# Aim of the exercise
Among the lines below, which ones contain the word "Configuration"? Copy every such line.

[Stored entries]
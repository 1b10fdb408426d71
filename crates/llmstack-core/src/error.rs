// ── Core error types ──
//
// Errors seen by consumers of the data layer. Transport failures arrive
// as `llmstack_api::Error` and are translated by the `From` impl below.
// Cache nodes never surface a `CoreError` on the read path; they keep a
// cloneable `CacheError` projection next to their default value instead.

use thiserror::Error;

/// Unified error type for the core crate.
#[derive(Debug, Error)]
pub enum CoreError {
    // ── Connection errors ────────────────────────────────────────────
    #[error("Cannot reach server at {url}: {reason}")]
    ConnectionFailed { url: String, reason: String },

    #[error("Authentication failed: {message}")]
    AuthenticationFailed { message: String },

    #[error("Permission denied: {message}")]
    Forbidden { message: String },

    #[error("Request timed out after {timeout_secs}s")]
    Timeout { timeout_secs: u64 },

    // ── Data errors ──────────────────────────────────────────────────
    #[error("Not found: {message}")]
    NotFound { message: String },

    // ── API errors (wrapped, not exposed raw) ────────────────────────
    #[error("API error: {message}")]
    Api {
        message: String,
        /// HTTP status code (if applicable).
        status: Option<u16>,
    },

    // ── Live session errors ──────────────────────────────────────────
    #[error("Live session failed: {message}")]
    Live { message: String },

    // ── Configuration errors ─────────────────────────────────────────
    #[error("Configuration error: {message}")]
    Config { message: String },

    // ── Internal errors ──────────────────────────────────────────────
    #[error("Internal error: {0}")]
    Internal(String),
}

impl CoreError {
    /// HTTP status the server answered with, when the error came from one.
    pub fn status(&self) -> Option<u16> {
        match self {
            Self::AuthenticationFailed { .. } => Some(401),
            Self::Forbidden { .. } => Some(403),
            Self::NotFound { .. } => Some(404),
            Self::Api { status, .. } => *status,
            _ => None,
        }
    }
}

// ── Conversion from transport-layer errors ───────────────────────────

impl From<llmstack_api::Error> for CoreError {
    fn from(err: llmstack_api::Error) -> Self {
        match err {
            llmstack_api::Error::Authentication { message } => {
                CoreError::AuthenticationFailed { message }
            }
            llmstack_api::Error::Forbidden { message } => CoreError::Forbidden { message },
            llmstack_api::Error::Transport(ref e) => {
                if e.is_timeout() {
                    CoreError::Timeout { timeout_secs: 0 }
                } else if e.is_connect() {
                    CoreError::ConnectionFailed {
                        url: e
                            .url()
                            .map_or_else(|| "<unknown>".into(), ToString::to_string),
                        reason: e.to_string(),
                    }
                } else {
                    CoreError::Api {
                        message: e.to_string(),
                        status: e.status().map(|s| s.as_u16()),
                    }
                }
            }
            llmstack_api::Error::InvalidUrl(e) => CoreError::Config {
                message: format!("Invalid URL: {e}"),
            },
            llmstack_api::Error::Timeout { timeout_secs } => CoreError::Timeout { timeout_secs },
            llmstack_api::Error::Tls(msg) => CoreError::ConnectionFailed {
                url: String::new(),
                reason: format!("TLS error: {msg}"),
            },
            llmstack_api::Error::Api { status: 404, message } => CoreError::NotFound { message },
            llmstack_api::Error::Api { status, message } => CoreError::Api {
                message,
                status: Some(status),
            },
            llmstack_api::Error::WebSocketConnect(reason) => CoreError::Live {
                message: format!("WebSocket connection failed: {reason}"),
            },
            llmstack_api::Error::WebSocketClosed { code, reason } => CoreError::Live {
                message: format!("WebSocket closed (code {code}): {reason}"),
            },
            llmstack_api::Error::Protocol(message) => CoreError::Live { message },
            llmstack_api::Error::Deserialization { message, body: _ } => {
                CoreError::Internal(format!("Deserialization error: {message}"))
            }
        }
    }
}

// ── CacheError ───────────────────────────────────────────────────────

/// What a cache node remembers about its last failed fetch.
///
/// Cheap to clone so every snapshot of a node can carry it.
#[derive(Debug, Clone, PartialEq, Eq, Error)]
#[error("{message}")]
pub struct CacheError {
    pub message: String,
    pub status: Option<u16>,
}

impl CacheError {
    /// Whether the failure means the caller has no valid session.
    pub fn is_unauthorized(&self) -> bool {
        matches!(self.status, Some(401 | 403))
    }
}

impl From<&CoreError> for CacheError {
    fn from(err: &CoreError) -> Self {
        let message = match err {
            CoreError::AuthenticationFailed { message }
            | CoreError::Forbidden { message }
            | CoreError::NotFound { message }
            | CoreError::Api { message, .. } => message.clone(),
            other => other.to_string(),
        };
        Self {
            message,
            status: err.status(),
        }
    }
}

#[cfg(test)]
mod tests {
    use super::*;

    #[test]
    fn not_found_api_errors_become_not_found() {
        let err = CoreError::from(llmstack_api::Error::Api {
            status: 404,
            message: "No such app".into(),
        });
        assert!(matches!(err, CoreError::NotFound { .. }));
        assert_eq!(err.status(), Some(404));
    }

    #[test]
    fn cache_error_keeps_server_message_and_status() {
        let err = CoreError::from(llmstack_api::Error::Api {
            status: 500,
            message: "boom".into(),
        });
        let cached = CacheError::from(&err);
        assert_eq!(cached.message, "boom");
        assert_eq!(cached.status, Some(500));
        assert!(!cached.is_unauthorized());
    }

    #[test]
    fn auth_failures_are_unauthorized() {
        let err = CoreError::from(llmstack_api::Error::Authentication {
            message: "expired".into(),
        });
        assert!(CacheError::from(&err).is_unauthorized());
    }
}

* * *

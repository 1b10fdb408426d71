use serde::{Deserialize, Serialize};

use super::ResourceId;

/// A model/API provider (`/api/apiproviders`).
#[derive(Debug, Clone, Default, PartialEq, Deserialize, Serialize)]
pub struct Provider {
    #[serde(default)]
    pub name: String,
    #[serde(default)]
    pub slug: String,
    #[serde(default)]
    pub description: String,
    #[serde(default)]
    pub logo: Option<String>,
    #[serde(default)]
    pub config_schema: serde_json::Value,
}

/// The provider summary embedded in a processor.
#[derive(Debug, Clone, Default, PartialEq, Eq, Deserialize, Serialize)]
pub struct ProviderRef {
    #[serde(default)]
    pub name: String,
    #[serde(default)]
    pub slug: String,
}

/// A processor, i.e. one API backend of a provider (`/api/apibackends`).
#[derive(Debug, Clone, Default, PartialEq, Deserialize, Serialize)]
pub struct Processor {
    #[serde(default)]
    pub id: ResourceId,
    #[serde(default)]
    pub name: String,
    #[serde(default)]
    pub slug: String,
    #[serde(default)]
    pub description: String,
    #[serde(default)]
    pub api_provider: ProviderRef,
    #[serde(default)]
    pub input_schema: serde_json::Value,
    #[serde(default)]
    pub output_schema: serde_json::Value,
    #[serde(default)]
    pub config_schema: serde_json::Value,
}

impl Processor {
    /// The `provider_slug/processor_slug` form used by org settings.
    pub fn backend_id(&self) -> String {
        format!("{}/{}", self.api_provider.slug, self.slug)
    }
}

--

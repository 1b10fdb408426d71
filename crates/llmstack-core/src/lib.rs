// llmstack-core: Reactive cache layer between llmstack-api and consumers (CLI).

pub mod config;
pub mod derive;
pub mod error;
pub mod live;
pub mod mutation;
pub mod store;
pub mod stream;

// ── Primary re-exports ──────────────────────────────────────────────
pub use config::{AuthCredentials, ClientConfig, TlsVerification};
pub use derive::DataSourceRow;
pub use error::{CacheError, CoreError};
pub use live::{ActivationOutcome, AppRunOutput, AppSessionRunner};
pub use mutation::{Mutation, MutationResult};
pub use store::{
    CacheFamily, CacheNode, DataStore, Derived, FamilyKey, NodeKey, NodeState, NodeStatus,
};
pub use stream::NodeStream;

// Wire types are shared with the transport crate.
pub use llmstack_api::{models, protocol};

# Response area
    // ── Configuration errors ─────────────────────────────────────────
    #[error("Configuration error: {message}")]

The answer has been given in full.